Non è quindi un linguaggio disposto per non essere capito prudentemente dagli estranei ad occulti intenti di ricerca spirituale interiore. Tuttavia è, comunque, un procedere, per certi versi, simile all’ermetismo che mira ad un sorpasso generativo. Perciò se i cosiddetti «Argonauti», una delle tante definizioni attribuite ai ricercatori in questione, si definivano «Figli» o «Bambini del sole», perché la loro arte era «l’arte della Luce e dello Spirito», col mio argomentato “sorpasso”, la stessa definizione, da stimarsi per questo filiale, è resa cosciente, per quanto sia “incertamente” concepibile sul piano della vita dei sensi esteriori.

Ho parlato di un “gioco” perché è particolarmente congeniale “all’infante” in ogni uomo, essendo peculiarmente refrattario alla visione dell’orrido ed osceno, al limite della morte stessa, grazie al suo candore nei casi in cui non è stata violata la sua innocenza. Si tratta di qualcosa di somigliante all’apocalittica «mente che abbia saggezza» (Ap 17, 9). Ma il tema che si dovrà sfiorare è il sacrificio personale per intenti superiori, perciò la dura prova da affrontare è la “morte” relativa ma senza dover impazzire o, comunque, soffrire tanto. Per “morte” non intendo assolutamente quella corporale, o, comunque, una impossibile privazione, ma una concezione che per necessità deve poter dar luogo ad una vitale inevitabile “mutazione” senza conseguenze letali. Tuttavia, per necessità transiterò per la strada “antica” della morte corporale. Si capirà che le argomentazioni a riguardo non debbono, minimamente, sfiorare la semplice e piccola coscienza dei “piccoli”, dei bambini, per i quali viene raccomandato di non “scandalizzarli”, perché sono loro gli artefici, alla fin fine, della serenità al cospetto della morte.

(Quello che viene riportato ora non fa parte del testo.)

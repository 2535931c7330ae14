//! Language-independent view over the scanners' output.

use super::{brace, indent};
use crate::lang::{BlockStyle, Language};
use crate::position::Position;

/// What a scanner recognized a region as.
#[derive(Debug, Clone, Copy, PartialEq, Eq)]
pub enum DeclarationKind {
    Class,
    Function,
}

/// One class-like or function-like region.
#[derive(Debug, Clone)]
pub struct Declaration {
    pub kind: DeclarationKind,
    pub position: Position,
}

impl Declaration {
    fn covers(&self, other: &Declaration) -> bool {
        let (a, b) = (&self.position, &other.position);
        a.start <= b.start && b.end <= a.end && (a.start, a.end) != (b.start, b.end)
    }
}

/// Every declaration in `lines`, ordered by start line, enclosing regions
/// before the regions they contain.
pub fn scan(lines: &[String], language: Language) -> Vec<Declaration> {
    let descriptor = language.descriptor();
    let mut declarations = match descriptor.block_style {
        BlockStyle::Braces => brace::scan(lines, descriptor),
        BlockStyle::Indentation => indent::scan(lines, descriptor),
    };
    declarations.sort_by(|a, b| {
        a.position
            .start
            .cmp(&b.position.start)
            .then(b.position.end.cmp(&a.position.end))
    });
    declarations
}

/// Declarations of `kind` not nested inside another declaration of the same kind.
pub fn outermost(declarations: &[Declaration], kind: DeclarationKind) -> Vec<&Declaration> {
    let of_kind: Vec<&Declaration> = declarations.iter().filter(|d| d.kind == kind).collect();
    of_kind
        .iter()
        .filter(|d| !of_kind.iter().any(|outer| outer.covers(d)))
        .copied()
        .collect()
}

/// Declarations that contain no other declaration.
pub fn leaves(declarations: &[Declaration]) -> Vec<&Declaration> {
    declarations
        .iter()
        .filter(|d| !declarations.iter().any(|inner| d.covers(inner)))
        .collect()
}

/// Smallest candidate covering `[start, end)`.
pub fn smallest_containing<'a>(
    candidates: impl IntoIterator<Item = &'a Declaration>,
    start: usize,
    end: usize,
) -> Option<&'a Declaration> {
    candidates
        .into_iter()
        .filter(|d| d.position.contains_range(start, end))
        .min_by_key(|d| d.position.len())
}
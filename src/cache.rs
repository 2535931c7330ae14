//! Thread-local compilation cache for header patterns.
//!
//! Language descriptors carry their patterns as `&'static str`; scanners run
//! them against every line of every file, so each pattern is compiled once per
//! thread and reused. The cache is capped at 256 entries; when full it is
//! cleared and rebuilt on demand.

use regex::Regex;
use std::cell::RefCell;
use std::collections::HashMap;

const MAX_CACHE_ENTRIES: usize = 256;

thread_local! {
    static PATTERN_CACHE: RefCell<HashMap<&'static str, Regex>> =
        RefCell::new(HashMap::new());
}

/// Get a compiled pattern from cache, or compile and cache it.
///
/// A pattern that fails to compile is logged and reported as `None`; callers
/// treat it as matching nothing.
pub fn get_or_compile(pattern: &'static str) -> Option<Regex> {
    PATTERN_CACHE.with(|cache| {
        let mut cache = cache.borrow_mut();

        if let Some(re) = cache.get(pattern) {
            return Some(re.clone());
        }

        if cache.len() >= MAX_CACHE_ENTRIES {
            cache.clear();
        }

        match Regex::new(pattern) {
            Ok(compiled) => {
                cache.insert(pattern, compiled.clone());
                Some(compiled)
            }
            Err(err) => {
                tracing::warn!(pattern, error = %err, "invalid header pattern, ignoring");
                None
            }
        }
    })
}

/// Whether any of `patterns` matches `text`.
pub fn any_match(patterns: &[&'static str], text: &str) -> bool {
    patterns
        .iter()
        .filter_map(|p| get_or_compile(*p))
        .any(|re| re.is_match(text))
}

/// Clear the pattern cache (mainly for testing).
pub fn clear_cache() {
    PATTERN_CACHE.with(|cache| {
        cache.borrow_mut().clear();
    });
}

/// Number of compiled patterns held by this thread.
pub fn cache_size() -> usize {
    PATTERN_CACHE.with(|cache| cache.borrow().len())
}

A ragione di ciò è comprensibile la cautela antica del parlare d’«Argot»:da qui, per l’argomentato “sorpasso”, per “addottorare” senza danni il «Bambino del sole», potendo e dovendo procedere alla luce del giorno, per una intravisibile ricercata “lucidità” mentale. Se questo è il futuro che si prospetta, si capirà in pieno che il “bambino” e il “somarello” corporeo, sono due facce della stessa medaglia. Riandando al passato di Gesù Cristo in Galilea, il «puledro», che aveva chiesto di cavalcare il Signore alla festa delle Palme a Gerusalemme, doveva essere eccezionale, per permettergli, poi, di salire sul Golgota per farsi crocifiggere. Era altissima la sofferenza cui andava incontro Gesù Cristo, ma poteva contare su un valido sostegno nella cavalcatura argomentata. Di questo ne era talmente conscio da riconoscere, però, qualcosa di superiore a lui, da venire nel futuro, in una situazione pari alla sua, se non di più. In Luca 23, 31 viene riportata questa frase del Cristo mentre era sul Golgota: «Se fanno questo al legno verde, che sarà dei quello secco?»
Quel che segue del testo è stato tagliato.